Fallito a Ginevra il negoziato sul commercio mondiale
Inestricabili contraddizioni interimperialistiche e tra i paesi imperialisti e i paesi "in via di sviluppo" sugli scambi commerciali, industriali e agricoli

Il negoziato del Doha Round per la liberalizzazione del commercio mondiale si era aperto a Ginevra il 21 luglio scorso alla presenza di più di 30 ministri e alti rappresentanti dei 153 paesi membri del Wto, l'organizzazione mondiale per i commercio, con po-
che speranze di riuscire a trovare un punto di compromesso sui tagli ai sussidi agricoli e la riduzione dei dazi per l'apertura dei mercati per i prodotti agricoli e per i prodotti industriali; infatti il 29 luglio il direttore generale Pascal Lamy ha dovuto annunciare che i negoziati erano falliti. "Divergenze inconciliabili" tra alcuni stati membri rendevano impossibile l'accordo e il ciclo negoziale aperto a Doha nel 2001 è al momento chiuso con un nulla di fatto.
Cinque anni fa a Cancun una delle ragioni del fallimento era stata la diatriba sui dazi al cotone che contrapponeva gli Stati Uniti e alcuni Paesi africani; il tema era ancora sul tappeto ma il dibattito a Ginevra non ci è neppure arrivato, si è fermato sulla questione della clausola di salvaguardia invocata dall'India e da alcuni paesi in via di sviluppo per poter alzare i dazi sui prodotti agricoli in caso di aumento delle importazioni per proteggere le proprie produzioni.
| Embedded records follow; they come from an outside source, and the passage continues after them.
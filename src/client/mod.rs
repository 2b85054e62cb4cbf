//! Headless client: spawns an agent and drives it over stdio.

pub mod session;
pub mod spawner;

pub use session::ClientSession;
pub use spawner::{spawn_agent, wait_for_exit, AgentProcess, SpawnConfig};
//! Unit tests for the completions event stream.

use std::sync::Mutex;

use bytes::BytesMut;
use serde_json::json;
use tokio_util::codec::Decoder;

use cody_agent::chat::completions::{
    fold_events, parse_event_block, CompletionEvent, CompletionParameters, EventStreamCodec,
    PromptMessage,
};
use cody_agent::chat::transcript::Speaker;
use cody_agent::AppError;

const STREAM: &str = "event: completion\ndata: {\"completion\":\"Hel\"}\n\n\
                      event: completion\ndata: {\"completion\":\"Hello\"}\n\n\
                      event: done\ndata: {}\n\n";

fn decode_all(chunks: &[&[u8]]) -> Vec<CompletionEvent> {
    let mut codec = EventStreamCodec::new();
    let mut buf = BytesMut::new();
    let mut events = Vec::new();
    for chunk in chunks {
        buf.extend_from_slice(chunk);
        while let Some(event) = codec.decode(&mut buf).expect("decode") {
            events.push(event);
        }
    }
    while let Some(event) = codec.decode_eof(&mut buf).expect("decode eof") {
        events.push(event);
    }
    events
}

#[test]
fn stream_decodes_into_events() {
    assert_eq!(
        decode_all(&[STREAM.as_bytes()]),
        vec![
            CompletionEvent::Completion("Hel".into()),
            CompletionEvent::Completion("Hello".into()),
            CompletionEvent::Done,
        ]
    );
}

#[test]
fn chunk_boundaries_do_not_matter() {
    let bytes = STREAM.as_bytes();
    let expected = decode_all(&[bytes]);
    for split in 0..=bytes.len() {
        let (head, tail) = bytes.split_at(split);
        assert_eq!(decode_all(&[head, tail]), expected, "split at {split}");
    }
}

#[test]
fn crlf_separated_events_are_accepted() {
    let raw = "event: completion\r\ndata: {\"completion\":\"ok\"}\r\n\r\nevent: done\r\ndata: {}\r\n\r\n";
    assert_eq!(
        decode_all(&[raw.as_bytes()]),
        vec![CompletionEvent::Completion("ok".into()), CompletionEvent::Done]
    );
}

#[test]
fn final_event_without_blank_line_is_flushed_at_eof() {
    let raw = "event: completion\ndata: {\"completion\":\"tail\"}";
    assert_eq!(
        decode_all(&[raw.as_bytes()]),
        vec![CompletionEvent::Completion("tail".into())]
    );
}

#[test]
fn malformed_completion_data_is_upstream_error() {
    let err = parse_event_block("event: completion\ndata: not-json").expect_err("must fail");
    assert!(matches!(err, AppError::Upstream(_)));
}

#[test]
fn fold_reports_every_partial_text_and_returns_the_last() {
    let seen = Mutex::new(Vec::new());
    let on_change = |text: &str| seen.lock().unwrap().push(text.to_owned());

    let text = fold_events(decode_all(&[STREAM.as_bytes()]), &on_change).expect("completes");

    assert_eq!(text, "Hello");
    assert_eq!(*seen.lock().unwrap(), vec!["Hel".to_owned(), "Hello".to_owned()]);
}

#[test]
fn fold_surfaces_error_event_as_upstream() {
    let events = vec![
        CompletionEvent::Completion("partial".into()),
        CompletionEvent::Error("rate limit exceeded".into()),
        CompletionEvent::Done,
    ];
    let err = fold_events(events, &|_: &str| {}).expect_err("must fail");
    assert_eq!(err, AppError::Upstream("rate limit exceeded".into()));
}

#[test]
fn fold_ignores_events_after_done() {
    let events = vec![
        CompletionEvent::Completion("final".into()),
        CompletionEvent::Done,
        CompletionEvent::Error("late".into()),
    ];
    assert_eq!(fold_events(events, &|_: &str| {}).expect("ok"), "final");
}

#[test]
fn request_body_uses_wire_field_names() {
    let params = CompletionParameters::chat(vec![PromptMessage {
        speaker: Speaker::Human,
        text: "hi".into(),
    }]);
    let value = serde_json::to_value(&params).expect("serialise");

    assert_eq!(value["messages"], json!([{"speaker": "human", "text": "hi"}]));
    assert_eq!(value["maxTokensToSample"], json!(1000));
    assert_eq!(value["topK"], json!(-1));
    assert_eq!(value["topP"], json!(-1));
}
//! Agent configuration parsing, environment overrides, and validation.
//!
//! Sources, highest precedence first:
//!
//! 1. environment: `SRC_ACCESS_TOKEN`, `SRC_ENDPOINT`, `CODY_AGENT_REQUEST_TIMEOUT`
//! 2. an optional TOML file (`--config`)
//! 3. built-in defaults

use std::collections::HashMap;
use std::env;
use std::fs;
use std::path::{Path, PathBuf};
use std::time::Duration;

use reqwest::Url;
use serde::Deserialize;
use tracing::debug;

use crate::protocol::StaticEditor;
use crate::{AppError, Result};

/// Environment variable holding the Sourcegraph access token.
pub const ENV_ACCESS_TOKEN: &str = "SRC_ACCESS_TOKEN";
/// Environment variable holding the Sourcegraph endpoint.
pub const ENV_ENDPOINT: &str = "SRC_ENDPOINT";
/// Environment variable holding the outbound request timeout in seconds.
pub const ENV_REQUEST_TIMEOUT: &str = "CODY_AGENT_REQUEST_TIMEOUT";

/// Endpoint used when neither the file nor the environment names one.
pub const DEFAULT_SERVER_ENDPOINT: &str = "https://sourcegraph.sourcegraph.com";

/// Server identity returned from `initialize` by default.
pub const DEFAULT_SERVER_NAME: &str = "cody-agent";

/// Configuration for one agent process.
#[derive(Debug, Clone, Deserialize, PartialEq, Eq)]
#[serde(default, rename_all = "snake_case")]
pub struct AgentConfig {
    /// Sourcegraph access token; required.
    pub access_token: String,
    /// Sourcegraph instance URL.
    pub server_endpoint: String,
    /// Workspace root reported by the editor proxy without a round trip.
    pub workspace_root: Option<PathBuf>,
    /// Extra headers sent with every completions request.
    pub custom_headers: HashMap<String, String>,
    /// Outbound request timeout; 0 waits until the response or disconnect.
    pub request_timeout_seconds: u64,
    /// Name returned from `initialize`.
    pub server_name: String,
}

impl Default for AgentConfig {
    fn default() -> Self {
        Self {
            access_token: String::new(),
            server_endpoint: DEFAULT_SERVER_ENDPOINT.to_owned(),
            workspace_root: None,
            custom_headers: HashMap::new(),
            request_timeout_seconds: 0,
            server_name: DEFAULT_SERVER_NAME.to_owned(),
        }
    }
}

impl AgentConfig {
    /// Build the effective configuration: file (if any), then environment,
    /// then validation.
    ///
    /// # Errors
    ///
    /// Returns `AppError::Config` if the file cannot be read or parsed, an
    /// environment value is malformed, or validation fails.
    pub fn load(path: Option<&Path>) -> Result<Self> {
        let mut config = match path {
            Some(path) => Self::load_from_path(path)?,
            None => Self::default(),
        };
        config.apply_env()?;
        config.validate()?;
        Ok(config)
    }

    /// Parse a TOML file without applying the environment or validating.
    ///
    /// # Errors
    ///
    /// Returns `AppError::Config` if the file cannot be read or contains
    /// invalid TOML.
    pub fn load_from_path(path: impl AsRef<Path>) -> Result<Self> {
        let path = path.as_ref();
        let raw = fs::read_to_string(path).map_err(|err| {
            AppError::Config(format!("failed to read config {}: {err}", path.display()))
        })?;
        Self::from_toml_str(&raw)
    }

    /// Parse configuration from a TOML string.
    ///
    /// # Errors
    ///
    /// Returns `AppError::Config` on invalid TOML.
    pub fn from_toml_str(raw: &str) -> Result<Self> {
        Ok(toml::from_str(raw)?)
    }

    /// Overlay values present in the process environment.
    ///
    /// # Errors
    ///
    /// Returns `AppError::Config` if `CODY_AGENT_REQUEST_TIMEOUT` is not a
    /// whole number of seconds.
    pub fn apply_env(&mut self) -> Result<()> {
        if let Ok(token) = env::var(ENV_ACCESS_TOKEN) {
            debug!("config: access token taken from environment");
            self.access_token = token;
        }
        if let Ok(endpoint) = env::var(ENV_ENDPOINT) {
            debug!(endpoint, "config: endpoint taken from environment");
            self.server_endpoint = endpoint;
        }
        if let Ok(raw) = env::var(ENV_REQUEST_TIMEOUT) {
            self.request_timeout_seconds = raw.trim().parse().map_err(|err| {
                AppError::Config(format!("{ENV_REQUEST_TIMEOUT} must be seconds: {err}"))
            })?;
        }
        Ok(())
    }

    /// Check required values and normalise paths.
    ///
    /// # Errors
    ///
    /// Returns `AppError::Config` if the access token is missing, the
    /// endpoint is not an http(s) URL, or the workspace root does not exist.
    pub fn validate(&mut self) -> Result<()> {
        if self.access_token.trim().is_empty() {
            return Err(AppError::Config(format!(
                "access token is required (set {ENV_ACCESS_TOKEN})"
            )));
        }

        self.endpoint_url()?;

        if self.server_name.trim().is_empty() {
            return Err(AppError::Config("server_name must not be empty".into()));
        }

        if let Some(root) = &self.workspace_root {
            let canonical = root
                .canonicalize()
                .map_err(|err| AppError::Config(format!("workspace_root invalid: {err}")))?;
            self.workspace_root = Some(canonical);
        }

        Ok(())
    }

    /// Parsed server endpoint.
    ///
    /// # Errors
    ///
    /// Returns `AppError::Config` if the endpoint is not an http(s) URL.
    pub fn endpoint_url(&self) -> Result<Url> {
        let url = Url::parse(&self.server_endpoint).map_err(|err| {
            AppError::Config(format!(
                "server_endpoint `{}` is not a valid URL: {err}",
                self.server_endpoint
            ))
        })?;
        match url.scheme() {
            "http" | "https" => Ok(url),
            other => Err(AppError::Config(format!(
                "server_endpoint must use http or https, not `{other}`"
            ))),
        }
    }

    /// Outbound request timeout, `None` when disabled.
    #[must_use]
    pub fn request_timeout(&self) -> Option<Duration> {
        (self.request_timeout_seconds > 0).then(|| Duration::from_secs(self.request_timeout_seconds))
    }

    /// Static editor facts served without a round trip.
    #[must_use]
    pub fn static_editor(&self) -> StaticEditor {
        StaticEditor {
            workspace_root: self
                .workspace_root
                .as_ref()
                .map(|root| root.to_string_lossy().into_owned()),
        }
    }
}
Come di consueto il nocciolo della discussione si è svolto tra i ministri delle sette maggiori potenze commerciali (Usa, Ue, India, Cina, Brasile, Australia e Giappone) dove il rappresentante indiano si opponeva alla proposta degli Usa di fissare la soglia per far scattare la clausola di salvaguardia a un aumento del 40% delle importazioni di un prodotto; Nuova Delhi col sostegno di Pechino proponeva che la soglia fosse posta a un aumento del 10%. Ipotesi respinta dagli Usa che la ritenevano in grado di innescare con troppa facilità una chiusura protezionistica.
Fra gli altri temi di contrasto vi erano quelli che opponevano Cina e India agli Usa accusati di impegnare in sussidi ai produttori agricoli, soprattutto di cotone e zucchero, la cifra 7 miliardi di dollari con la possibilità di raddoppiarla. I paesi europei reclamavano una protezione dei propri marchi geografici e di qualità dalle invasioni dei prodotti contraffatti o similari quali lo champagne americano o il prosciutto di Parma cinese.
Il Doha Round è partito sette anni fa con l'ipotesi di concedere l'apertura dei mercati occidentali alle importazioni agricole dei paesi emergenti, con la riduzione dei dazi e delle sovvenzioni, in cambio dell'apertura dei mercati di quest'ultimi ai prodotti industriali e, in prospettiva, a banche e assicurazioni dell'Occidente. I tagli alle misure protezionistiche sono spesso avvenuti a senso unico, a vantaggio delle multinazionali dei paesi più forti economicamente ma nel corso dei sette anni di negoziato sono cambiate anche altre situazioni fra le quali quelle di Cina, India e Brasile divenuti centro dell'industria manifatturiera mondiale e esportatori di prodotti industriali. Non più paesi in via di sviluppo ai quali concedere facilitazioni, ma aggressive potenze economiche sui mercati mondiali. Una potenza che a Ginevra hanno fatto pesare.
Nel recente passato erano Stati Uniti e Europa a dettare legge nei negoziati commerciali multilaterali. Il Doha Round col suo fallimento ha registrato i nuovi equilibri che si stanno assestando fra le maggiori potenze nel mondo.